INVITED LECTURE - Novel ¹⁸F-Radiochemistry

17 Sept 2012, 14:20

20m

Como, Italy

Invited Lecture Radiopharmaceutical chemistry, radiodiagnostics, radiotherapy, theragnostics Session 2 (cn't of Session 1) - Radiopharmaceutical Chemistry (radiodiagnostics, radiotherapy, theragnostics)

Speaker

Dr Johannes Ermert (Forschungszentrum Juelich GmbH, Institut fuer Neurowissenschaften und Medizin, INM-5: Nuklearchemie, Germany)

Description

Fluorine-18 is a widely used positron-emitting radionuclide in positron emission tomography (PET) because of its ideal decay characteristics. It decays by positron emission (97%) with a relatively low energy of maximum 0.635 MeV ensuring highest possible resolution. The half-life of 109.7 min permits extended syntheses of 18F-labelled radiopharmaceuticals and study protocols. Fluorine-18 is generated either as nucleophilic [18F]fluoride or as electrophilic [18F]fluorine gas ([18F]F2). The latter is generally obtained in carrier added form. This limits the attainable specific activity of 18F-labelled products generated by the electrophilic method. High specific activity, however, is often critical with PET imaging. Thus, the synthesis of no-carrier-added (n.c.a.) 18F-labelled products is practically limited to nucleophilic methods. Therefore, novel 18F-radiochemistry focuses on more efficient routes for the introduction of [18F]fluoride into organic molecules. New methods are being developed for its introduction into electron rich aromatic rings, e.g. by using different types of iodonium salts or triarylsulfonium salts. Recently, the synthesis of a sophisticated palladium-based, electrophilic 18F-fluorinating reagent was described started from n.c.a. [18F]fluoride which allows the synthesis of electron rich [18F]fluoroaryl compounds.

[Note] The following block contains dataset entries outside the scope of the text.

//! Scenario files: map waves, resource catalog and optional config in one
//! JSON document, plus a small built-in demo.

use std::path::Path;

use serde::{Deserialize, Serialize};

use waveline_core::enums::UnitCategory;
use waveline_core::errors::ScenarioError;
use waveline_core::services::{FieldMap, GridMap, SceneGraph};
use waveline_core::units::{Prototype, ResourceCatalog};
use waveline_core::waves::{Fragment, MapData, WaveInfo, Waypoint};

use crate::config::SimConfig;
use crate::engine::GameController;
use crate::factory::{ConstructorRegistry, UnitFactory};

/// Everything needed to start a controller.
#[derive(Debug, Clone, Default, PartialEq, Serialize, Deserialize)]
pub struct ScenarioFile {
    #[serde(default)]
    pub config: SimConfig,
    pub map: MapData,
    pub catalog: ResourceCatalog,
}

impl ScenarioFile {
    /// Grid map centring units with this scenario's cell offset.
    pub fn grid_map(&self) -> GridMap {
        GridMap::with_offset(self.config.cell_center_offset)
    }

    /// Controller using a plain constructor for every catalog name.
    pub fn into_controller<S: SceneGraph, M: FieldMap>(self, scene: S, field: M) -> GameController<S, M> {
        let constructors = ConstructorRegistry::from_catalog(&self.catalog);
        self.into_controller_with(constructors, scene, field)
    }

    pub fn into_controller_with<S: SceneGraph, M: FieldMap>(
        self,
        constructors: ConstructorRegistry,
        scene: S,
        field: M,
    ) -> GameController<S, M> {
        let factory = UnitFactory::new(self.catalog, constructors);
        GameController::new(self.config, self.map, factory, scene, field)
    }
}

/// Parse and validate a scenario document.
pub fn parse_scenario(json: &str) -> Result<ScenarioFile, ScenarioError> {
    let scenario: ScenarioFile = serde_json::from_str(json)?;
    scenario.map.validate()?;
    Ok(scenario)
}

/// Load a scenario from disk.
pub fn load_scenario(path: &Path) -> Result<ScenarioFile, ScenarioError> {
    let data = std::fs::read_to_string(path)?;
    parse_scenario(&data)
}

/// Demo: "Two Lanes"
/// Wave 1: two Slimes along the top lane, 3s apart.
/// Wave 2: a Bat that stops for 2s mid-route, then a Slime down the side.
pub fn demo() -> ScenarioFile {
    let top_lane = vec![
        Waypoint::at(0.0, 0.0),
        Waypoint::at(4.0, 0.0),
        Waypoint::at(4.0, 3.0),
        Waypoint::at(8.0, 3.0),
    ];
    let side_lane = vec![
        Waypoint::at(0.0, 6.0),
        Waypoint::at(3.0, 6.0),
        Waypoint::pause(2.0),
        Waypoint::at(8.0, 3.0),
    ];

    let map = MapData::from_waves(vec![
        WaveInfo::new([
            Fragment::new(0.0, "Slime", top_lane.clone()),
            Fragment::new(3.0, "Slime", top_lane),
        ]),
        WaveInfo::new([
            Fragment::new(8.0, "Bat", side_lane.clone()),
            Fragment::new(10.0, "Slime", side_lane),
        ]),
    ]);

    let mut catalog = ResourceCatalog::default();
    catalog.insert(UnitCategory::Enemy, "Slime", Prototype::new("enemy/slime", 1.0));
    catalog.insert(UnitCategory::Enemy, "Bat", Prototype::new("enemy/bat", 2.0));
    catalog.insert(UnitCategory::Operator, "Guard", Prototype::new("operator/guard", 0.0));

    ScenarioFile {
        config: SimConfig::default(),
        map,
        catalog,
    }
}
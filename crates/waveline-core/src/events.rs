//! Events emitted by the simulation for the timeline notifier.

use serde::{Deserialize, Serialize};

use crate::constants::EVENT_ID_SEPARATOR;
use crate::enums::TimelineEventKind;
use crate::types::{EnemyId, TimelineStamp};

/// A discrete event as recorded on the timeline.
#[derive(Debug, Clone, PartialEq, Serialize, Deserialize)]
pub struct TimelineEvent {
    pub kind: TimelineEventKind,
    /// `"<name>-<id>"`.
    pub id: String,
    pub name: String,
    pub time: TimelineStamp,
}

/// Timeline id for a spawned enemy, e.g. `Slime-0`.
pub fn enemy_event_id(name: &str, id: EnemyId) -> String {
    format!("{name}{EVENT_ID_SEPARATOR}{id}")
}
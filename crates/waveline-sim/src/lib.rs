//! Wave controller for WAVELINE.
//!
//! Owns the hecs roster of live enemies, schedules spawns off the authored
//! wave timeline, moves units along their waypoint paths every tick, and
//! tears them down when their paths run out.

pub mod config;
pub mod engine;
pub mod factory;
pub mod roster;
pub mod scenario;
pub mod systems;

pub use waveline_core as core;
pub use config::SimConfig;
pub use engine::GameController;
pub use factory::{ConstructorRegistry, UnitFactory};
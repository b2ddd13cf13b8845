//! Active roster: the live enemy fragments currently on the field.
//!
//! Each roster entity carries a single [`ActiveFragment`]. Membership in the
//! world is the only source of truth for whether an enemy is alive.

use std::collections::VecDeque;

use hecs::{Entity, World};

use waveline_core::events::enemy_event_id;
use waveline_core::types::EnemyId;
use waveline_core::units::Unit;
use waveline_core::waves::{Fragment, Waypoint};

/// Live state attached to a fragment when it spawns. `id` and `inst` are set
/// once and never replaced.
#[derive(Debug, Clone)]
pub struct SpawnState {
    pub id: EnemyId,
    pub inst: Unit,
    /// Seconds left on the pause node at the head of the route, if one is
    /// being served.
    pub pause_remaining: Option<f64>,
    /// Timeline seconds of the frame that released this fragment. Taken by
    /// the first movement pass after the release.
    pub spawned_at: Option<f64>,
}

/// An authored fragment plus everything that changes once it is live.
#[derive(Debug, Clone)]
pub struct ActiveFragment {
    /// Authored record, untouched after spawn.
    pub fragment: Fragment,
    /// Waypoints still ahead of the unit.
    pub route: VecDeque<Waypoint>,
    pub spawn: Option<SpawnState>,
}

impl ActiveFragment {
    pub fn new(fragment: Fragment) -> Self {
        let route = fragment.path.iter().copied().collect();
        Self {
            fragment,
            route,
            spawn: None,
        }
    }

    pub fn spawned(fragment: Fragment, id: EnemyId, inst: Unit) -> Self {
        Self {
            spawn: Some(SpawnState {
                id,
                inst,
                pause_remaining: None,
                spawned_at: None,
            }),
            ..Self::new(fragment)
        }
    }

    pub fn id(&self) -> Option<EnemyId> {
        self.spawn.as_ref().map(|s| s.id)
    }

    pub fn name(&self) -> &str {
        &self.fragment.name
    }

    /// Timeline id (`"<name>-<id>"`), once spawned.
    pub fn event_id(&self) -> Option<String> {
        self.id().map(|id| enemy_event_id(&self.fragment.name, id))
    }
}

/// hecs-backed set of active fragments.
#[derive(Default)]
pub struct Roster {
    world: World,
}

impl Roster {
    pub fn new() -> Self {
        Self::default()
    }

    pub fn insert(&mut self, active: ActiveFragment) -> Entity {
        self.world.spawn((active,))
    }

    pub fn get(&self, entity: Entity) -> Option<hecs::Ref<'_, ActiveFragment>> {
        self.world.get::<&ActiveFragment>(entity).ok()
    }

    pub fn get_mut(&mut self, entity: Entity) -> Option<hecs::RefMut<'_, ActiveFragment>> {
        self.world.get::<&mut ActiveFragment>(entity).ok()
    }

    /// Take a fragment out of the set. Returns `None` if it was already gone,
    /// so a second removal can never reach the scene graph again.
    pub fn remove(&mut self, entity: Entity) -> Option<ActiveFragment> {
        let active = self.world.remove_one::<ActiveFragment>(entity).ok()?;
        let despawned = self.world.despawn(entity);
        debug_assert!(despawned.is_ok(), "entity {entity:?} vanished between remove and despawn");
        Some(active)
    }

    pub fn find(&self, id: EnemyId) -> Option<Entity> {
        self.world
            .query::<&ActiveFragment>()
            .iter()
            .find(|(_, active)| active.id() == Some(id))
            .map(|(entity, _)| entity)
    }

    pub fn contains(&self, id: EnemyId) -> bool {
        self.find(id).is_some()
    }

    pub fn entities(&self) -> Vec<Entity> {
        self.world.iter().map(|entity_ref| entity_ref.entity()).collect()
    }

    pub fn len(&self) -> usize {
        self.world.len() as usize
    }

    pub fn is_empty(&self) -> bool {
        self.world.is_empty()
    }

    pub fn world(&self) -> &World {
        &self.world
    }

    pub(crate) fn world_mut(&mut self) -> &mut World {
        &mut self.world
    }

    pub(crate) fn clear(&mut self) {
        self.world.clear();
    }
}
//! Snapshot system: read-only view of the roster for UI consumers.

use std::collections::VecDeque;

use serde::{Deserialize, Serialize};

use waveline_core::types::{EnemyId, Position};
use waveline_core::waves::WaveInfo;

use crate::roster::{ActiveFragment, Roster};

/// One live enemy as seen from outside.
#[derive(Debug, Clone, PartialEq, Serialize, Deserialize)]
pub struct EnemySnapshot {
    pub id: EnemyId,
    pub name: String,
    pub position: Position,
    pub rotation: f64,
    pub remaining_waypoints: usize,
    /// Serving a pause node right now.
    pub paused: bool,
}

#[derive(Debug, Clone, Default, PartialEq, Serialize, Deserialize)]
pub struct RosterSnapshot {
    /// Sorted by id.
    pub enemies: Vec<EnemySnapshot>,
    pub enemy_count: u32,
    pub pending_waves: usize,
    pub pending_fragments: usize,
}

/// Build a snapshot of the roster and what is left of the wave queue.
pub fn build_snapshot(roster: &Roster, waves: &VecDeque<WaveInfo>, enemy_count: u32) -> RosterSnapshot {
    let mut enemies: Vec<EnemySnapshot> = roster
        .world()
        .query::<&ActiveFragment>()
        .iter()
        .filter_map(|(_entity, active)| {
            let spawn = active.spawn.as_ref()?;
            Some(EnemySnapshot {
                id: spawn.id,
                name: active.fragment.name.clone(),
                position: spawn.inst.position,
                rotation: spawn.inst.rotation,
                remaining_waypoints: active.route.len(),
                paused: spawn.pause_remaining.is_some(),
            })
        })
        .collect();
    enemies.sort_by_key(|e| e.id);

    RosterSnapshot {
        enemies,
        enemy_count,
        pending_waves: waves.len(),
        pending_fragments: waves.iter().map(|w| w.fragments.len()).sum(),
    }
}
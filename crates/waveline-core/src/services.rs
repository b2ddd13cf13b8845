//! Seams to the collaborators this core drives but does not own:
//! the scene graph, the field map, and the timeline notifier.
//!
//! Each trait comes with a small in-memory implementation. The headless
//! runner and the tests use these; a renderer plugs in its own.

use std::collections::BTreeSet;

use crate::constants::CELL_CENTER_OFFSET;
use crate::enums::TimelineEventKind;
use crate::events::TimelineEvent;
use crate::types::{Position, TimelineStamp, VisualHandle};
use crate::units::Unit;

/// Render-side lifecycle of a unit's visual.
pub trait SceneGraph {
    fn attach(&mut self, visual: VisualHandle);
    fn detach(&mut self, visual: VisualHandle);
    fn dispose(&mut self, visual: VisualHandle);
}

/// Grid placement of units on the field.
pub trait FieldMap {
    fn place_unit(&mut self, x: f64, z: f64, unit: &mut Unit);
}

/// Receiver of discrete named events on the simulation timeline.
pub trait TimelineNotifier {
    fn record_event(&mut self, kind: TimelineEventKind, id: &str, name: &str, time: &TimelineStamp);
}

/// Scene graph that only tracks which visuals are live.
#[derive(Debug, Default)]
pub struct SceneRegistry {
    attached: BTreeSet<VisualHandle>,
    disposed: BTreeSet<VisualHandle>,
    /// Dispose calls on a visual that was already disposed.
    pub double_disposes: u32,
}

impl SceneRegistry {
    pub fn is_attached(&self, visual: VisualHandle) -> bool {
        self.attached.contains(&visual)
    }

    pub fn is_disposed(&self, visual: VisualHandle) -> bool {
        self.disposed.contains(&visual)
    }

    pub fn attached_count(&self) -> usize {
        self.attached.len()
    }

    pub fn disposed_count(&self) -> usize {
        self.disposed.len()
    }
}

impl SceneGraph for SceneRegistry {
    fn attach(&mut self, visual: VisualHandle) {
        self.attached.insert(visual);
    }

    fn detach(&mut self, visual: VisualHandle) {
        self.attached.remove(&visual);
    }

    fn dispose(&mut self, visual: VisualHandle) {
        if !self.disposed.insert(visual) {
            self.double_disposes += 1;
        }
    }
}

/// Field map that centres units on their cell and remembers every placement.
#[derive(Debug)]
pub struct GridMap {
    /// Added to both axes of a cell corner. Must match the offset movement
    /// targets use, or units drift off their lane.
    pub offset: f64,
    pub placements: Vec<(f64, f64, String)>,
}

impl GridMap {
    pub fn with_offset(offset: f64) -> Self {
        Self {
            offset,
            placements: Vec::new(),
        }
    }
}

impl Default for GridMap {
    fn default() -> Self {
        Self::with_offset(CELL_CENTER_OFFSET)
    }
}

impl FieldMap for GridMap {
    fn place_unit(&mut self, x: f64, z: f64, unit: &mut Unit) {
        unit.position = Position::new(x + self.offset, z + self.offset);
        self.placements.push((x, z, unit.name.clone()));
    }
}

/// Notifier that appends every event to a list.
#[derive(Debug, Clone, Default)]
pub struct TimelineLog {
    pub events: Vec<TimelineEvent>,
}

impl TimelineLog {
    pub fn of_kind(&self, kind: TimelineEventKind) -> impl Iterator<Item = &TimelineEvent> {
        self.events.iter().filter(move |e| e.kind == kind)
    }

    pub fn ids(&self, kind: TimelineEventKind) -> Vec<&str> {
        self.of_kind(kind).map(|e| e.id.as_str()).collect()
    }
}

impl TimelineNotifier for TimelineLog {
    fn record_event(&mut self, kind: TimelineEventKind, id: &str, name: &str, time: &TimelineStamp) {
        self.events.push(TimelineEvent {
            kind,
            id: id.to_string(),
            name: name.to_string(),
            time: time.clone(),
        });
    }
}
//! wave-replay: run a wave scenario headless and print its timeline.
//!
//! Usage:
//!   wave-replay [scenario.json] [--dt 0.1] [--max-secs 600] [--json]
//!
//! Without a scenario path the built-in demo is used. Set `RUST_LOG=debug`
//! to see every spawn and drop as it happens.

use std::path::PathBuf;
use std::process;

use tracing::{error, info};
use tracing_subscriber::EnvFilter;

use waveline_core::services::{SceneRegistry, TimelineLog};
use waveline_core::types::TimelineStamp;
use waveline_sim::scenario::{self, ScenarioFile};

const TIMELINE_LABEL: &str = "replay";

struct Options {
    scenario: Option<PathBuf>,
    dt: f64,
    max_secs: f64,
    json: bool,
}

fn main() {
    init_tracing();

    let args: Vec<String> = std::env::args().collect();
    let options = match parse_args(&args[1..]) {
        Ok(options) => options,
        Err(message) => {
            eprintln!("Error: {message}");
            print_usage();
            process::exit(1);
        }
    };

    let scenario = match &options.scenario {
        Some(path) => match scenario::load_scenario(path) {
            Ok(scenario) => scenario,
            Err(e) => {
                error!(path = %path.display(), error = %e, "failed to load scenario");
                process::exit(1);
            }
        },
        None => scenario::demo(),
    };

    let log = run(scenario, &options);

    if options.json {
        for event in &log.events {
            match serde_json::to_string(event) {
                Ok(line) => println!("{line}"),
                Err(e) => error!(error = %e, "failed to encode event"),
            }
        }
    } else {
        for event in &log.events {
            println!("{:>8.2}s  {:<12} {}", event.time.secs, event.kind, event.id);
        }
    }
}

fn run(scenario: ScenarioFile, options: &Options) -> TimelineLog {
    let total = scenario.map.enemy_count;
    let field = scenario.grid_map();
    let mut controller = scenario.into_controller(SceneRegistry::default(), field);
    let mut log = TimelineLog::default();

    info!(enemies = total, waves = controller.waves().len(), dt = options.dt, "replay started");

    let mut frame: u64 = 0;
    loop {
        // Frame time from the counter so long runs don't accumulate drift.
        let now = TimelineStamp::new(TIMELINE_LABEL, frame as f64 * options.dt);
        if now.secs > options.max_secs {
            info!(t = now.secs, remaining = controller.enemy_count(), "time limit reached");
            break;
        }
        if let Err(e) = controller.tick(&mut log, options.dt, &now) {
            error!(t = now.secs, error = %e, "spawn failed");
            process::exit(1);
        }
        if controller.is_cleared() {
            info!(t = now.secs, "all waves cleared");
            break;
        }
        frame += 1;
    }

    info!(
        events = log.events.len(),
        enemy_count = controller.enemy_count(),
        "replay finished"
    );
    log
}

fn parse_args(args: &[String]) -> Result<Options, String> {
    let mut options = Options {
        scenario: None,
        dt: 0.1,
        max_secs: 600.0,
        json: false,
    };

    let mut i = 0;
    while i < args.len() {
        match args[i].as_str() {
            "--dt" => {
                i += 1;
                options.dt = parse_positive(args.get(i), "--dt")?;
            }
            "--max-secs" => {
                i += 1;
                options.max_secs = parse_positive(args.get(i), "--max-secs")?;
            }
            "--json" => options.json = true,
            "help" | "--help" | "-h" => {
                print_usage();
                process::exit(0);
            }
            other if other.starts_with("--") => return Err(format!("unknown flag: {other}")),
            path => options.scenario = Some(PathBuf::from(path)),
        }
        i += 1;
    }
    Ok(options)
}

fn parse_positive(value: Option<&String>, flag: &str) -> Result<f64, String> {
    let value = value.ok_or_else(|| format!("{flag} needs a value"))?;
    match value.parse::<f64>() {
        Ok(v) if v > 0.0 => Ok(v),
        _ => Err(format!("{flag} must be a positive number, got {value}")),
    }
}

fn init_tracing() {
    let filter = EnvFilter::try_from_default_env().unwrap_or_else(|_| EnvFilter::new("info"));
    tracing_subscriber::fmt()
        .with_env_filter(filter)
        .with_target(false)
        .with_writer(std::io::stderr)
        .compact()
        .init();
}

fn print_usage() {
    eprintln!(
        "wave-replay: run a WAVELINE scenario headless\n\
         \n\
         Usage: wave-replay [scenario.json] [options]\n\
         \n\
           --dt <secs>        Frame interval (default: 0.1)\n\
           --max-secs <secs>  Stop after this much timeline time (default: 600)\n\
           --json             Print timeline events as JSON lines\n\
         \n\
         Without a scenario file the built-in demo is replayed.\n"
    );
}
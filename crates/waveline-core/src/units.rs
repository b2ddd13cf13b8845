//! Live units and the catalog prototypes they are built from.

use std::collections::BTreeMap;

use serde::{Deserialize, Serialize};

use crate::constants::{DEFAULT_UNIT_HP, DEFAULT_UNIT_SPEED};
use crate::enums::UnitCategory;
use crate::types::{Position, VisualHandle};

/// Catalog entity a unit is instantiated from.
#[derive(Debug, Clone, PartialEq, Serialize, Deserialize)]
pub struct Prototype {
    /// Mesh/asset key understood by the scene graph.
    pub model: String,
    /// Cells per second.
    #[serde(default = "default_speed")]
    pub speed: f64,
    #[serde(default = "default_hp")]
    pub hp: f64,
    /// Render resource backing this entity. Enemy clones get a fresh one.
    #[serde(default)]
    pub visual: VisualHandle,
}

fn default_speed() -> f64 {
    DEFAULT_UNIT_SPEED
}

fn default_hp() -> f64 {
    DEFAULT_UNIT_HP
}

impl Prototype {
    pub fn new(model: impl Into<String>, speed: f64) -> Self {
        Self {
            model: model.into(),
            speed,
            hp: DEFAULT_UNIT_HP,
            visual: VisualHandle::default(),
        }
    }

    /// Clone this prototype onto a new render resource.
    pub fn instantiate(&self, visual: VisualHandle) -> Self {
        Self {
            visual,
            ..self.clone()
        }
    }
}

/// One catalog slot. `entity` is `None` when the asset failed to load.
#[derive(Debug, Clone, Default, PartialEq, Serialize, Deserialize)]
pub struct CatalogEntry {
    #[serde(default)]
    pub entity: Option<Prototype>,
}

/// Resource catalog shared by enemies and operators:
/// category → name → entry.
#[derive(Debug, Clone, Default, PartialEq, Serialize, Deserialize)]
pub struct ResourceCatalog {
    #[serde(default)]
    pub enemy: BTreeMap<String, CatalogEntry>,
    #[serde(default)]
    pub operator: BTreeMap<String, CatalogEntry>,
}

impl ResourceCatalog {
    pub fn insert(&mut self, category: UnitCategory, name: impl Into<String>, prototype: Prototype) {
        self.entries_mut(category).insert(
            name.into(),
            CatalogEntry {
                entity: Some(prototype),
            },
        );
    }

    pub fn entry(&self, category: UnitCategory, name: &str) -> Option<&CatalogEntry> {
        self.entries(category).get(name)
    }

    pub fn entries(&self, category: UnitCategory) -> &BTreeMap<String, CatalogEntry> {
        match category {
            UnitCategory::Enemy => &self.enemy,
            UnitCategory::Operator => &self.operator,
        }
    }

    fn entries_mut(&mut self, category: UnitCategory) -> &mut BTreeMap<String, CatalogEntry> {
        match category {
            UnitCategory::Enemy => &mut self.enemy,
            UnitCategory::Operator => &mut self.operator,
        }
    }
}

/// A live simulation entity.
#[derive(Debug, Clone, PartialEq, Serialize, Deserialize)]
pub struct Unit {
    pub name: String,
    pub category: UnitCategory,
    pub position: Position,
    /// Facing angle in radians around the vertical axis.
    pub rotation: f64,
    /// Cells per second.
    pub speed: f64,
    pub hp: f64,
    pub visual: VisualHandle,
}

impl Unit {
    /// Build a unit that takes every stat straight from its prototype.
    pub fn from_prototype(name: impl Into<String>, category: UnitCategory, prototype: &Prototype) -> Self {
        Self {
            name: name.into(),
            category,
            position: Position::default(),
            rotation: 0.0,
            speed: prototype.speed,
            hp: prototype.hp,
            visual: prototype.visual,
        }
    }
}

Concerning the 18F-labelling of molecules in aliphatic position new developments were made based on enzymatic 18F-fluorination, the use of ionic liquids and protic solvents acting as catalysts. The application of “click chemistry” and thiol-reactive labelling agents facilitate peptide and protein labelling with n.c.a. [18F]fluoride. All the above mentioned methods make use of the conventional formation of a C-18F bond. The easier formation of phosphorous-, boron- or silicon-18F bonds led to a variety of new strategies for 18F-labelling of macromolecules. In summary, current and advancing radiochemical methods and technologies will be presented which make use of n.c.a. [18F]fluoride in the preparation of 18F-labelled radiotracers for application with PET.